Testosterone is a convenient thing for an athlete's body to mask, since it flat out works. There are reams of stories and data about the effects of testosterone—the hormone all the original steroids affected—and its effect on muscle density and recuperative benefits. Simply, muscle growth, endurance, and recovery all get a boost. We've known this forever, but it bears repeating since sports leagues and committees have spent the past several years explaining how there is now testing in place, and PEDs are being stamped out. And now here's a gene, a basic, unalienable part of a huge portion of humans, that negates the test many leagues choose to use.
Of course, this gene isn't the only way to beat the T/E test. The standard upward limit of a four-to-one ratio is relatively easy to beat if you have a mind to. For example, the BALCO system—"the clear" and "the cream"—involved a paste (the cream) that was just testosterone mixed with epitestosterone. It worked, and the elevated levels were never picked up. That's especially easy in sports, where many athletes have naturally high levels of testosterone anyway—it's part of what makes them exceptional. So to test positive, they need to test at significantly higher levels than other professional athletes, who are already higher than most humans. This leaves a ton of room for error.

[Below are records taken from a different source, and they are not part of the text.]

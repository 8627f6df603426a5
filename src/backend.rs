// Copyright (c) 2025-2026 Adrian Robinson. Licensed under the AGPL-3.0.
// See LICENSE file in the project root for full license text.

//! Storage backend integration traits.
//!
//! Defines the interface the executor writes through. A backend hands out
//! [`WriteTransaction`]s; each analyzed batch is applied inside exactly one of
//! them and either committed whole or rolled back.
//!
//! # Example
//!
//! ```rust,no_run
//! use oplog_replication::backend::{ApplierContext, BackendError, StorageBackend, WriteTransaction};
//! use oplog_replication::OplogOperation;
//! use futures::future::{BoxFuture, FutureExt};
//!
//! struct Discard;
//!
//! impl WriteTransaction for Discard {
//!     fn apply<'a>(&'a mut self, _op: &'a OplogOperation, _ctx: ApplierContext) -> BoxFuture<'a, Result<(), BackendError>> {
//!         async { Ok(()) }.boxed()
//!     }
//!     fn commit(self: Box<Self>) -> BoxFuture<'static, Result<(), BackendError>> {
//!         async { Ok(()) }.boxed()
//!     }
//!     fn rollback(self: Box<Self>) -> BoxFuture<'static, ()> {
//!         async {}.boxed()
//!     }
//! }
//!
//! struct MyBackend;
//!
//! impl StorageBackend for MyBackend {
//!     fn begin(&self, _ctx: ApplierContext) -> BoxFuture<'_, Result<Box<dyn WriteTransaction>, BackendError>> {
//!         async { Ok(Box::new(Discard) as Box<dyn WriteTransaction>) }.boxed()
//!     }
//! }
//! ```

use crate::error::ApplyError;
use crate::oplog::{OpTime, OplogOperation};
use dashmap::DashMap;
use futures::future::{BoxFuture, FutureExt};
use std::sync::atomic::{AtomicU64, Ordering};
use std::sync::{Arc, Mutex, PoisonError};
use thiserror::Error;

/// How operations should be applied.
#[derive(Debug, Clone, Copy, PartialEq, Eq, Default)]
pub struct ApplierContext {
    /// Operations may already be applied (replayed after a restart);
    /// the backend must tolerate duplicates.
    pub reapplying: bool,
    /// Treat updates whose target does not exist as inserts.
    pub updates_as_upserts: bool,
}

impl ApplierContext {
    pub fn normal() -> Self {
        Self::default()
    }

    pub fn reapplying() -> Self {
        Self {
            reapplying: true,
            updates_as_upserts: true,
        }
    }

    pub fn with_updates_as_upserts(mut self, enabled: bool) -> Self {
        self.updates_as_upserts = self.updates_as_upserts || enabled;
        self
    }
}

/// Errors a backend reports.
#[derive(Error, Debug, Clone, PartialEq, Eq)]
pub enum BackendError {
    /// The backend aborted the transaction (conflict, deadlock). Retryable.
    #[error("transaction rolled back: {0}")]
    Rollback(String),

    /// Data the document model allows but the backend refuses.
    #[error("user data rejected: {0}")]
    UserData(String),

    /// The operation has no backend equivalent.
    #[error("untranslatable operation: {0}")]
    Translation(String),
}

impl BackendError {
    /// Attach the position of the operation that failed.
    pub fn at(self, op_time: OpTime) -> ApplyError {
        match self {
            Self::Rollback(message) => ApplyError::BackendRollback { message },
            Self::UserData(message) => ApplyError::UserData { op_time, message },
            Self::Translation(message) => ApplyError::Translation { op_time, message },
        }
    }
}

/// Errors outside any single operation (`begin`, `commit`) carry no position.
impl From<BackendError> for ApplyError {
    fn from(e: BackendError) -> Self {
        e.at(OpTime::ZERO)
    }
}

/// One backend transaction.
pub trait WriteTransaction: Send {
    fn apply<'a>(&'a mut self, op: &'a OplogOperation, ctx: ApplierContext) -> BoxFuture<'a, Result<(), BackendError>>;

    /// Make every applied operation visible at once.
    fn commit(self: Box<Self>) -> BoxFuture<'static, Result<(), BackendError>>;

    /// Discard every applied operation.
    fn rollback(self: Box<Self>) -> BoxFuture<'static, ()>;
}

/// Where replicated operations are written.
pub trait StorageBackend: Send + Sync + 'static {
    fn begin(&self, ctx: ApplierContext) -> BoxFuture<'_, Result<Box<dyn WriteTransaction>, BackendError>>;
}

/// Backend that accepts and discards everything.
#[derive(Debug, Clone, Copy, Default)]
pub struct NoOpBackend;

struct NoOpTransaction;

impl WriteTransaction for NoOpTransaction {
    fn apply<'a>(&'a mut self, _op: &'a OplogOperation, _ctx: ApplierContext) -> BoxFuture<'a, Result<(), BackendError>> {
        async { Ok(()) }.boxed()
    }

    fn commit(self: Box<Self>) -> BoxFuture<'static, Result<(), BackendError>> {
        async { Ok(()) }.boxed()
    }

    fn rollback(self: Box<Self>) -> BoxFuture<'static, ()> {
        async {}.boxed()
    }
}

impl StorageBackend for NoOpBackend {
    fn begin(&self, _ctx: ApplierContext) -> BoxFuture<'_, Result<Box<dyn WriteTransaction>, BackendError>> {
        async { Ok(Box::new(NoOpTransaction) as Box<dyn WriteTransaction>) }.boxed()
    }
}

// ═══════════════════════════════════════════════════════════════════════════════
// MemoryBackend: in-process backend with fault injection
// ═══════════════════════════════════════════════════════════════════════════════

#[derive(Default)]
struct BackendInner {
    committed: Mutex<Vec<OplogOperation>>,
    faults: DashMap<OpTime, (BackendError, usize)>,
    begins: AtomicU64,
    commits: AtomicU64,
    rollbacks: AtomicU64,
}

impl BackendInner {
    fn committed(&self) -> std::sync::MutexGuard<'_, Vec<OplogOperation>> {
        self.committed.lock().unwrap_or_else(PoisonError::into_inner)
    }

    /// Consume one injected failure for `op_time`, if any remain.
    fn take_fault(&self, op_time: &OpTime) -> Option<BackendError> {
        let mut entry = self.faults.get_mut(op_time)?;
        let (error, remaining) = entry.value_mut();
        if *remaining == 0 {
            return None;
        }
        *remaining -= 1;
        Some(error.clone())
    }
}

/// In-memory backend that records committed operations.
///
/// Outside reapplying mode an operation whose position was already committed
/// is rejected as a duplicate. Failures can be injected per operation.
#[derive(Clone, Default)]
pub struct MemoryBackend {
    inner: Arc<BackendInner>,
}

impl MemoryBackend {
    pub fn new() -> Self {
        Self::default()
    }

    /// Fail the next `times` attempts to apply the operation at `op_time`.
    pub fn inject(&self, op_time: OpTime, error: BackendError, times: usize) {
        self.inner.faults.insert(op_time, (error, times));
    }

    pub fn clear_faults(&self) {
        self.inner.faults.clear();
    }

    /// Snapshot of committed operations, in commit order.
    pub fn committed(&self) -> Vec<OplogOperation> {
        self.inner.committed().clone()
    }

    pub fn committed_len(&self) -> usize {
        self.inner.committed().len()
    }

    pub fn begins(&self) -> u64 {
        self.inner.begins.load(Ordering::Relaxed)
    }

    pub fn commits(&self) -> u64 {
        self.inner.commits.load(Ordering::Relaxed)
    }

    pub fn rollbacks(&self) -> u64 {
        self.inner.rollbacks.load(Ordering::Relaxed)
    }
}

struct MemoryTransaction {
    inner: Arc<BackendInner>,
    staged: Vec<OplogOperation>,
}

impl WriteTransaction for MemoryTransaction {
    fn apply<'a>(&'a mut self, op: &'a OplogOperation, ctx: ApplierContext) -> BoxFuture<'a, Result<(), BackendError>> {
        async move {
            if let Some(error) = self.inner.take_fault(&op.op_time) {
                return Err(error);
            }
            let seen = self.staged.iter().any(|s| s.op_time == op.op_time)
                || self.inner.committed().iter().any(|c| c.op_time == op.op_time);
            match (seen, ctx.reapplying) {
                (false, _) => {
                    self.staged.push(op.clone());
                    Ok(())
                }
                (true, true) => Ok(()),
                (true, false) => Err(BackendError::UserData(format!("duplicate operation at {}", op.op_time))),
            }
        }
        .boxed()
    }

    fn commit(self: Box<Self>) -> BoxFuture<'static, Result<(), BackendError>> {
        async move {
            let MemoryTransaction { inner, staged } = *self;
            inner.committed().extend(staged);
            inner.commits.fetch_add(1, Ordering::Relaxed);
            Ok(())
        }
        .boxed()
    }

    fn rollback(self: Box<Self>) -> BoxFuture<'static, ()> {
        async move {
            self.inner.rollbacks.fetch_add(1, Ordering::Relaxed);
        }
        .boxed()
    }
}

impl StorageBackend for MemoryBackend {
    fn begin(&self, _ctx: ApplierContext) -> BoxFuture<'_, Result<Box<dyn WriteTransaction>, BackendError>> {
        async move {
            self.inner.begins.fetch_add(1, Ordering::Relaxed);
            Ok(Box::new(MemoryTransaction {
                inner: Arc::clone(&self.inner),
                staged: Vec::new(),
            }) as Box<dyn WriteTransaction>)
        }
        .boxed()
    }
}

#[cfg(test)]
mod tests {
    use super::*;
    use crate::oplog::{Namespace, OpKind};
    use serde_json::json;

    fn op(inc: u32) -> OplogOperation {
        OplogOperation::chained(0, OpTime::new(1, 10, inc), OpKind::Insert, Namespace::parse("db.c"), json!({"_id": inc}))
    }

    #[test]
    fn test_backend_error_mapping() {
        let at = OpTime::new(1, 2, 3);
        assert_eq!(
            BackendError::Rollback("deadlock".into()).at(at),
            ApplyError::BackendRollback { message: "deadlock".into() }
        );
        assert_eq!(
            BackendError::UserData("bad key".into()).at(at),
            ApplyError::UserData { op_time: at, message: "bad key".into() }
        );
        let untimed: ApplyError = BackendError::Translation("x".into()).into();
        assert_eq!(untimed, ApplyError::Translation { op_time: OpTime::ZERO, message: "x".into() });
    }

    #[test]
    fn test_context_presets() {
        assert!(!ApplierContext::normal().reapplying);
        assert!(ApplierContext::reapplying().reapplying);
        assert!(ApplierContext::normal().with_updates_as_upserts(true).updates_as_upserts);
        assert!(ApplierContext::reapplying().with_updates_as_upserts(false).updates_as_upserts);
    }

    #[tokio::test]
    async fn test_commit_makes_ops_visible() {
        let backend = MemoryBackend::new();
        let ctx = ApplierContext::normal();
        let mut tx = backend.begin(ctx).await.unwrap();
        tx.apply(&op(1), ctx).await.unwrap();
        tx.apply(&op(2), ctx).await.unwrap();
        assert_eq!(backend.committed_len(), 0);
        tx.commit().await.unwrap();
        assert_eq!(backend.committed_len(), 2);
        assert_eq!(backend.commits(), 1);
    }

    #[tokio::test]
    async fn test_rollback_discards() {
        let backend = MemoryBackend::new();
        let ctx = ApplierContext::normal();
        let mut tx = backend.begin(ctx).await.unwrap();
        tx.apply(&op(1), ctx).await.unwrap();
        tx.rollback().await;
        assert_eq!(backend.committed_len(), 0);
        assert_eq!(backend.rollbacks(), 1);
    }

    #[tokio::test]
    async fn test_duplicates_only_tolerated_when_reapplying() {
        let backend = MemoryBackend::new();
        let ctx = ApplierContext::normal();
        let mut tx = backend.begin(ctx).await.unwrap();
        tx.apply(&op(1), ctx).await.unwrap();
        tx.commit().await.unwrap();

        let mut tx = backend.begin(ctx).await.unwrap();
        assert!(matches!(tx.apply(&op(1), ctx).await, Err(BackendError::UserData(_))));
        tx.rollback().await;

        let replay = ApplierContext::reapplying();
        let mut tx = backend.begin(replay).await.unwrap();
        tx.apply(&op(1), replay).await.unwrap();
        tx.commit().await.unwrap();
        assert_eq!(backend.committed_len(), 1);
    }

    #[tokio::test]
    async fn test_injected_fault_is_consumed() {
        let backend = MemoryBackend::new();
        let ctx = ApplierContext::normal();
        backend.inject(op(1).op_time, BackendError::Rollback("conflict".into()), 1);

        let mut tx = backend.begin(ctx).await.unwrap();
        assert_eq!(tx.apply(&op(1), ctx).await, Err(BackendError::Rollback("conflict".into())));
        tx.rollback().await;

        let mut tx = backend.begin(ctx).await.unwrap();
        tx.apply(&op(1), ctx).await.unwrap();
        tx.commit().await.unwrap();
        assert_eq!(backend.committed(), vec![op(1)]);
    }
}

There are better tests, and testing methods, though. They just aren't widely used outside of the strictest regions of sports. Biological passports are probably the best. Those are, simply, a long term profile of what's in an athlete's body. They let you observe changes to a person's biological makeup over a long period of time—a longitudinal study for single athletes, essentially. So if you start screwing with this hormone or that in the middle of your career, it's going to be obvious.
There are a number of other, more complex tests that could also work. But peeing in a cup is still the industry standard, because, well, no reason really. It's easy, and doesn't require picking fresh fights with the unions. Which, again, we know. It's just now we also know that in addition to the very slightest precautions being enough to skirt by the test, there's a whole segment of people out there that can just take steroids and pass the most common steroid test in use. [Daily Mail]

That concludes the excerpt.